Here’s a snip from the research paper:

Our data make a compelling case that CSTMD1 reflects competitive selection of one target. We emphasize “competitive,” because the attended target is not always the same between trials or even within a trial, as seen in strikingly perfect switches from one to the other…. Competition is further suggested by rare examples where the activity observed under Pair stimulation initially lags both T1and T2 responses… suggesting initial conflict in the underlying neural network before resolution of competition by a “winning” target.

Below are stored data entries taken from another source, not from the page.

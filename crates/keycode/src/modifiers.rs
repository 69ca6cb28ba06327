use serde::{Deserialize, Serialize};

/// Modifier keys a shortcut may combine with its key.
///
/// Variant order is the canonical display and storage order.
#[derive(Copy, Clone, Debug, Eq, PartialEq, Hash, Ord, PartialOrd, Serialize, Deserialize)]
#[serde(rename_all = "lowercase")]
pub enum Modifier {
    Control,
    Alt,
    Shift,
    Meta,
}

impl Modifier {
    /// All modifiers in canonical order.
    pub const ALL: [Self; 4] = [Self::Control, Self::Alt, Self::Shift, Self::Meta];

    /// Parses a modifier name.
    ///
    /// Case-insensitive; accepts the canonical spec names plus the common
    /// aliases delivered by different keyboards and platforms
    /// (control, option/opt, super/cmd/command/win/os).
    pub fn from_spec(s: &str) -> Option<Self> {
        match s.trim().to_ascii_lowercase().as_str() {
            "ctrl" | "control" => Some(Self::Control),
            "alt" | "opt" | "option" => Some(Self::Alt),
            "shift" => Some(Self::Shift),
            "meta" | "super" | "cmd" | "command" | "win" | "os" => Some(Self::Meta),
            _ => None,
        }
    }

    /// Returns the canonical spec string for this modifier, always lowercased.
    pub fn to_spec(self) -> &'static str {
        match self {
            Self::Control => "ctrl",
            Self::Alt => "alt",
            Self::Shift => "shift",
            Self::Meta => "meta",
        }
    }

    /// Human-facing label used in shortcut previews.
    pub fn display_name(self) -> &'static str {
        match self {
            Self::Control => "Ctrl",
            Self::Alt => "Alt",
            Self::Shift => "Shift",
            Self::Meta => "Meta",
        }
    }
}

/// Render a stored modifier name for display.
///
/// Known names map to their display label; anything else is upper-cased
/// verbatim so hand-edited preference files still render.
pub fn display_modifier(name: &str) -> String {
    match Modifier::from_spec(name) {
        Some(m) => m.display_name().to_string(),
        None => name.to_uppercase(),
    }
}

/// True when a raw key name denotes a modifier key on its own.
pub fn is_modifier_key(key: &str) -> bool {
    Modifier::from_spec(key).is_some() || key.eq_ignore_ascii_case("altgraph")
}

#[cfg(test)]
mod tests {
    use super::*;

    #[test]
    fn modifier_specs() {
        assert_eq!(Modifier::from_spec("ctrl"), Some(Modifier::Control));
        assert_eq!(Modifier::from_spec("Control"), Some(Modifier::Control));
        assert_eq!(Modifier::from_spec("opt"), Some(Modifier::Alt));
        assert_eq!(Modifier::from_spec("Command"), Some(Modifier::Meta));
        assert_eq!(Modifier::from_spec("v"), None);

        for m in Modifier::ALL {
            assert_eq!(Modifier::from_spec(m.to_spec()), Some(m));
        }
    }

    #[test]
    fn display_names() {
        assert_eq!(display_modifier("ctrl"), "Ctrl");
        assert_eq!(display_modifier("super"), "Meta");
        assert_eq!(display_modifier("hyper"), "HYPER");
    }

    #[test]
    fn modifier_keys() {
        assert!(is_modifier_key("Shift"));
        assert!(is_modifier_key("Meta"));
        assert!(is_modifier_key("AltGraph"));
        assert!(!is_modifier_key("v"));
        assert!(!is_modifier_key("F5"));
    }
}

We previously showed that CSTMD1 still responds robustly to a target even when it is embedded within a high-contrast natural scene containing numerous potential distracters. Taken together with recent evidence that the behavioral state of insects strongly modulates responses of neurons involved in visuomotor control, our new data thus suggest a hitherto unexpected sophistication in higher-order control of insect visual processing, akin to selective attention in primates.Perhaps the most remarkable feature of our data is that once the response “locks” onto a target (or following a switch), the second target exerts no influence on the neuron’s response: the distracter is ignored completely.

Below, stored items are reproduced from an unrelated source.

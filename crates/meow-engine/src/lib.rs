//! MemeMeow Engine
//!
//! The client core between the UI and the backend process:
//! - a debounced, never-abort-early save cycle for the settings panel
//! - the shortcut recorder state machine
//! - transient notification surfaces mirrored to the UI channel
//! - controllers for the search, community and API endpoint panels
//! - the application root acting as error boundary
//!
//! Construct an [`AppController`] with a [`meow_gateway::Gateway`], a
//! [`config::Config`] and a UI channel, then drive the panels through it.
//! Timers are tokio tasks, so everything here must run inside a tokio runtime.

mod api_urls;
mod app;
mod community;
mod debounce;
mod error;
mod notification;
mod recorder;
mod save;
mod search;
mod settings;
mod timer;

pub use api_urls::{ApiUrlsController, validate_endpoint};
pub use app::AppController;
pub use community::CommunityController;
pub use debounce::{OnSaved, SaveCoordinator};
pub use error::{Error, Result, Severity};
pub use notification::{Notification, NotificationSurface};
pub use recorder::{
    KeyOutcome, MODIFIER_REQUIRED, PLACEHOLDER, RECORDING_TIMED_OUT, Recorder, RecorderState,
    ShortcutTarget,
};
pub use save::{PARTIALLY_SAVED, SAVED, SaveReport, SaveStatus, run_save_cycle};
pub use search::{COPIED, SearchController};
pub use settings::{PreferencesState, SettingsController};
pub use timer::Timers;
use std::fmt;

use serde::{Deserialize, Serialize};

use crate::{Modifier, event::normalize_key, is_modifier_key};

/// A key chord: a set of modifiers plus a single non-modifier key.
#[derive(Clone, Debug, Eq, PartialEq, Serialize, Deserialize)]
pub struct Chord {
    /// Modifiers held for this chord, canonical order, no duplicates.
    pub modifiers: Vec<Modifier>,
    /// The non-modifier key, normalized.
    pub key: String,
}

impl Chord {
    /// Build a chord, sorting and deduplicating the modifiers.
    pub fn new(mut modifiers: Vec<Modifier>, key: &str) -> Self {
        modifiers.sort();
        modifiers.dedup();
        Self {
            modifiers,
            key: normalize_key(key),
        }
    }

    /// Parses a chord written as "ctrl+shift+v".
    ///
    /// - Case-insensitive for both modifiers and the key.
    /// - Components are separated by "+"; the last component is the key.
    /// - The plus key itself is written as a trailing "+", as in "ctrl++".
    /// - Fails when a modifier is unknown, the key is empty, or the key is
    ///   itself a modifier.
    pub fn parse(s: &str) -> Option<Self> {
        let (mods, key) = match s.strip_suffix("++") {
            Some(mods) => (Some(mods), "+"),
            None if s == "+" => (None, "+"),
            None => match s.rsplit_once('+') {
                Some((mods, key)) => (Some(mods), key),
                None => (None, s),
            },
        };
        let key = if key == " " { " " } else { key.trim() };
        if key.is_empty() || is_modifier_key(key) {
            return None;
        }
        let mut modifiers = Vec::new();
        if let Some(mods) = mods {
            for m in mods.split('+') {
                modifiers.push(Modifier::from_spec(m)?);
            }
        }
        Some(Self::new(modifiers, key))
    }

    /// True when the chord carries at least one modifier.
    pub fn has_modifier(&self) -> bool {
        !self.modifiers.is_empty()
    }

    /// Returns the canonical spec form, e.g. `ctrl+alt+v`.
    pub fn to_spec(&self) -> String {
        let mut out: Vec<&str> = self.modifiers.iter().map(|m| m.to_spec()).collect();
        out.push(&self.key);
        out.join("+")
    }
}

impl fmt::Display for Chord {
    fn fmt(&self, f: &mut fmt::Formatter<'_>) -> fmt::Result {
        write!(f, "{}", self.to_spec())
    }
}
//! Error types for configuration loading.

use std::path::{Path, PathBuf};

use thiserror::Error;

#[derive(Debug, Error, Clone)]
/// Errors produced while loading or parsing a configuration.
pub enum Error {
    #[error("{message}")]
    /// I/O or filesystem read error.
    Read {
        /// Optional path associated with the read error.
        path: Option<PathBuf>,
        /// Human-readable error message.
        message: String,
    },
    #[error("{message}")]
    /// RON parse error; the message carries the position.
    Parse {
        /// Optional path associated with the parse error.
        path: Option<PathBuf>,
        /// Human-readable error message.
        message: String,
    },
}

impl Error {
    /// Render a human-friendly error message including the path when known.
    pub fn pretty(&self) -> String {
        match self {
            Self::Read { path, message } => match path {
                Some(p) => format!("Read error at {}: {}", p.display(), message),
                None => format!("Read error: {}", message),
            },
            Self::Parse { path, message } => match path {
                Some(p) => format!("Config parse error in {}\n{}", p.display(), message),
                None => format!("Config parse error\n{}", message),
            },
        }
    }

    /// Access the optional path attached to this error.
    pub fn path(&self) -> Option<&Path> {
        match self {
            Self::Read { path, .. } | Self::Parse { path, .. } => path.as_deref(),
        }
    }
}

In order to succeed at the task of catching its prey, the dragonfly has to tune out all other distractions.

Target selection

In addition, dragonflies have the ability to intercept a target in mid-air – similar missile defense systems on AEGIS cruisers and destroyers.

The Evolution News article explains:

Another paper on dragonflies shows that these marvels of the insect world are equipped with navigational equipment that can do vector calculus. In the Proceedings of the National Academy of Sciences, Gonzalez-Bellido and a team at the Howard Hughes Medical Institute discerned “Eight pairs of descending visual neurons in the dragonfly [that] give wing motor centers accurate population vector of prey direction.

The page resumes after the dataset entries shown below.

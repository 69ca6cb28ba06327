//! Built-in configuration defaults.

use std::env;

/// Per-call backend timeout.
pub const GATEWAY_TIMEOUT_MS: u64 = 3000;
/// Search gets longer than other calls.
pub const SEARCH_TIMEOUT_MS: u64 = 15_000;
/// Window used to collapse rapid save requests.
pub const SAVE_DEBOUNCE_MS: u64 = 200;
/// How long shortcut recording waits for a key.
pub const RECORDING_TIMEOUT_MS: u64 = 10_000;

/// App-level notices.
pub const NOTIFY_APP_MS: u64 = 5000;
/// Settings panel success line.
pub const NOTIFY_SETTINGS_SUCCESS_MS: u64 = 3000;
/// Settings panel error line after a failed save.
pub const NOTIFY_SETTINGS_ERROR_MS: u64 = 5000;
/// Settings panel error line after a partially failed save.
pub const NOTIFY_PARTIAL_ERROR_MS: u64 = 7000;
/// Shortcut recorder errors.
pub const NOTIFY_RECORDER_ERROR_MS: u64 = 3000;

/// Socket file name used under the temp directory.
pub const SOCKET_NAME: &str = "mememeow.sock";

pub(crate) fn default_socket() -> String {
    env::temp_dir().join(SOCKET_NAME).display().to_string()
}

pub(crate) fn default_gateway_ms() -> u64 {
    GATEWAY_TIMEOUT_MS
}

pub(crate) fn default_search_ms() -> u64 {
    SEARCH_TIMEOUT_MS
}

pub(crate) fn default_save_debounce_ms() -> u64 {
    SAVE_DEBOUNCE_MS
}

pub(crate) fn default_recording_ms() -> u64 {
    RECORDING_TIMEOUT_MS
}

pub(crate) fn default_app_ms() -> u64 {
    NOTIFY_APP_MS
}

pub(crate) fn default_settings_success_ms() -> u64 {
    NOTIFY_SETTINGS_SUCCESS_MS
}

pub(crate) fn default_settings_error_ms() -> u64 {
    NOTIFY_SETTINGS_ERROR_MS
}

pub(crate) fn default_partial_error_ms() -> u64 {
    NOTIFY_PARTIAL_ERROR_MS
}

pub(crate) fn default_recorder_error_ms() -> u64 {
    NOTIFY_RECORDER_ERROR_MS
}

Intercepting a moving object requires prediction of its future location. This complex task has been solved by dragonflies, who intercept their prey in midair with a 95% success rate. In this study, we show that a group of 16 neurons, called target-selective descending neurons (TSDNs), code a population vector that reflects the direction of the target with high accuracy and reliability across 360°. The TSDN spatial (receptive field) and temporal (latency) properties matched the area of the retina where the prey is focused and the reaction time, respectively, during predatory flights. The directional tuning curves and morphological traits (3D tracings) for each TSDN type were consistent among animals, but spike rates were not. Our results emphasize that a successful neural circuit for target tracking and interception can be achieved with few neurons and that in dragonflies this information is relayed from the brain to the wing motor centers in population vector form.

What did I make of this? Well, evidence like this always causes me to think aboutthe reality of God, and the disturbing thought that we do not live in an accidental universe where I can do whatever I want and be accountable to no one. It’s easier to believe that – it requires less work and it frees us to be our own boss and make our happiness the first priority. As individuals, it’s very tempting for us to think that we are number one, and to resent our obligations to anyone else. The problem is that the scientific data doesn’t support that worldview. The facts are what they are and it is up to us, now, to try to find out who the designer is and what he wants from us.